## PROBLEM DESCRIPTION
From the entries below, gather every line containing the string "unknown".

● ● ● ● ● ● ●

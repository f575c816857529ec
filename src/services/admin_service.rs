use std::collections::HashMap;
use std::sync::{Arc, LazyLock};

use bytes::Bytes;
use regex::Regex;
use serde::Serialize;
use uuid::Uuid;

use crate::error::{AppError, AppResult};
use crate::middleware::AuthenticatedAdmin;
use crate::models::{ApplicationStatus, Car, CarStatus, Enquiry, NewCar, PreApprovalApplication};
use crate::repository::Repositories;
use crate::services::coerce::{non_empty, parse_f64, parse_i32};
use crate::services::inventory_service::CarFilter;
use crate::storage::{car_image_key, StorageBackend};
use crate::web::page_cache::{car_paths, PageCache};

/// 17 characters, no I, O or Q.
static RE_VIN: LazyLock<Regex> =
    LazyLock::new(|| Regex::new(r"^[A-HJ-NPR-Z0-9]{17}$").unwrap());

const DASHBOARD_LIMIT: i64 = 50;

/// One file part of the add-car form.
#[derive(Debug, Clone)]
pub struct ImageUpload {
    pub filename: String,
    pub content_type: String,
    pub data: Bytes,
}

#[derive(Debug, Serialize)]
pub struct DashboardData {
    pub cars: Vec<Car>,
    pub enquiries: Vec<Enquiry>,
    pub applications: Vec<PreApprovalApplication>,
}

/// Turns the add-car text fields into a row. Only brand, model and model
/// year are required; unparsable numbers are left empty.
pub fn new_car_from_fields(fields: &HashMap<String, String>) -> AppResult<NewCar> {
    let field = |name: &str| non_empty(fields.get(name).map(String::as_str));
    let required = |name: &str| {
        field(name).ok_or_else(|| AppError::Validation(format!("{} is required", name)))
    };

    let brand = required("brand")?;
    let model = required("model")?;
    let model_year = parse_i32(fields.get("model_year").map(String::as_str))
        .ok_or_else(|| AppError::Validation("model_year is required".to_string()))?;

    let vin = field("vin").map(|v| v.to_ascii_uppercase()).unwrap_or_default();
    if !vin.is_empty() && !RE_VIN.is_match(&vin) {
        return Err(AppError::Validation(format!("VIN {} is not valid", vin)));
    }

    let status = match field("status") {
        Some(s) => s
            .parse::<CarStatus>()
            .map_err(|_| AppError::Validation(format!("unknown car status: {}", s)))?,
        None => CarStatus::default(),
    };

    let mut car = NewCar {
        name: String::new(),
        brand,
        model,
        trim: field("trim"),
        model_year,
        mileage: parse_i32(fields.get("mileage").map(String::as_str)).unwrap_or(0),
        vin,
        price: parse_f64(fields.get("price").map(String::as_str)),
        body_style: field("body_style"),
        drivetrain: field("drivetrain"),
        cylinders: parse_i32(fields.get("cylinders").map(String::as_str)),
        image_url: Vec::new(),
        custom_id: field("custom_id"),
        status,
    };
    car.name = field("name").unwrap_or_else(|| car.default_name());
    Ok(car)
}

#[derive(Clone)]
pub struct AdminService {
    repos: Repositories,
    storage: Option<Arc<dyn StorageBackend>>,
    pages: Arc<PageCache>,
}

impl AdminService {
    pub fn new(
        repos: Repositories,
        storage: Option<Arc<dyn StorageBackend>>,
        pages: Arc<PageCache>,
    ) -> Self {
        Self {
            repos,
            storage,
            pages,
        }
    }

    pub async fn dashboard(&self, admin: &AuthenticatedAdmin) -> AppResult<DashboardData> {
        let cars = self.repos.cars.search(&CarFilter::latest(DASHBOARD_LIMIT)).await?;
        let enquiries = self
            .repos
            .enquiries
            .recent_enquiries(admin, DASHBOARD_LIMIT)
            .await?;
        let applications = self
            .repos
            .applications
            .recent_applications(admin, DASHBOARD_LIMIT)
            .await?;
        Ok(DashboardData {
            cars,
            enquiries,
            applications,
        })
    }

    /// Uploads every image, then inserts the car with their URLs.
    ///
    /// An upload failure aborts before the insert. Blobs uploaded before an
    /// insert failure stay in the bucket.
    pub async fn add_car(
        &self,
        admin: &AuthenticatedAdmin,
        fields: &HashMap<String, String>,
        images: Vec<ImageUpload>,
    ) -> AppResult<Car> {
        let mut car = new_car_from_fields(fields)?;

        let images: Vec<ImageUpload> = images.into_iter().filter(|i| !i.data.is_empty()).collect();
        if !images.is_empty() {
            let storage = self
                .storage
                .as_ref()
                .ok_or_else(|| AppError::Storage("no storage backend configured".to_string()))?;
            for image in &images {
                let key = car_image_key(&image.filename);
                let url = storage.upload(&key, &image.data, &image.content_type).await?;
                car.image_url.push(url);
            }
        }

        let inserted = self.repos.cars.insert_car(admin, car).await?;
        tracing::info!(
            "Car added: id={}, name={}, images={}, admin_id={}",
            inserted.id,
            inserted.name,
            inserted.image_url.len(),
            admin.admin_id
        );
        self.pages.revalidate(&car_paths(Some(inserted.id)));
        Ok(inserted)
    }

    pub async fn delete_car(&self, admin: &AuthenticatedAdmin, id: Uuid) -> AppResult<()> {
        if !self.repos.cars.delete_car(admin, id).await? {
            return Err(AppError::NotFound(format!("car {}", id)));
        }
        tracing::info!("Car deleted: id={}, admin_id={}", id, admin.admin_id);
        self.pages.revalidate(&car_paths(Some(id)));
        Ok(())
    }

    pub async fn set_car_status(
        &self,
        admin: &AuthenticatedAdmin,
        id: Uuid,
        status: &str,
    ) -> AppResult<()> {
        let status: CarStatus = status
            .trim()
            .parse()
            .map_err(|_| AppError::Validation(format!("unknown car status: {}", status)))?;
        if !self.repos.cars.set_car_status(admin, id, status).await? {
            return Err(AppError::NotFound(format!("car {}", id)));
        }
        tracing::info!("Car status changed: id={}, status={}", id, status);
        self.pages.revalidate(&car_paths(Some(id)));
        Ok(())
    }

    pub async fn set_application_status(
        &self,
        admin: &AuthenticatedAdmin,
        id: Uuid,
        status: &str,
    ) -> AppResult<()> {
        let status: ApplicationStatus = status
            .trim()
            .parse()
            .map_err(|_| AppError::Validation(format!("unknown application status: {}", status)))?;
        if !self
            .repos
            .applications
            .set_application_status(admin, id, status)
            .await?
        {
            return Err(AppError::NotFound(format!("application {}", id)));
        }
        tracing::info!("Application status changed: id={}, status={}", id, status);
        Ok(())
    }
}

● ● ● ● ● ● ●

## RESULT OF THIS TASK
            .map_err(|_| AppError::Validation(format!("unknown car status: {}", s)))?,
            .map_err(|_| AppError::Validation(format!("unknown car status: {}", status)))?;
            .map_err(|_| AppError::Validation(format!("unknown application status: {}", status)))?;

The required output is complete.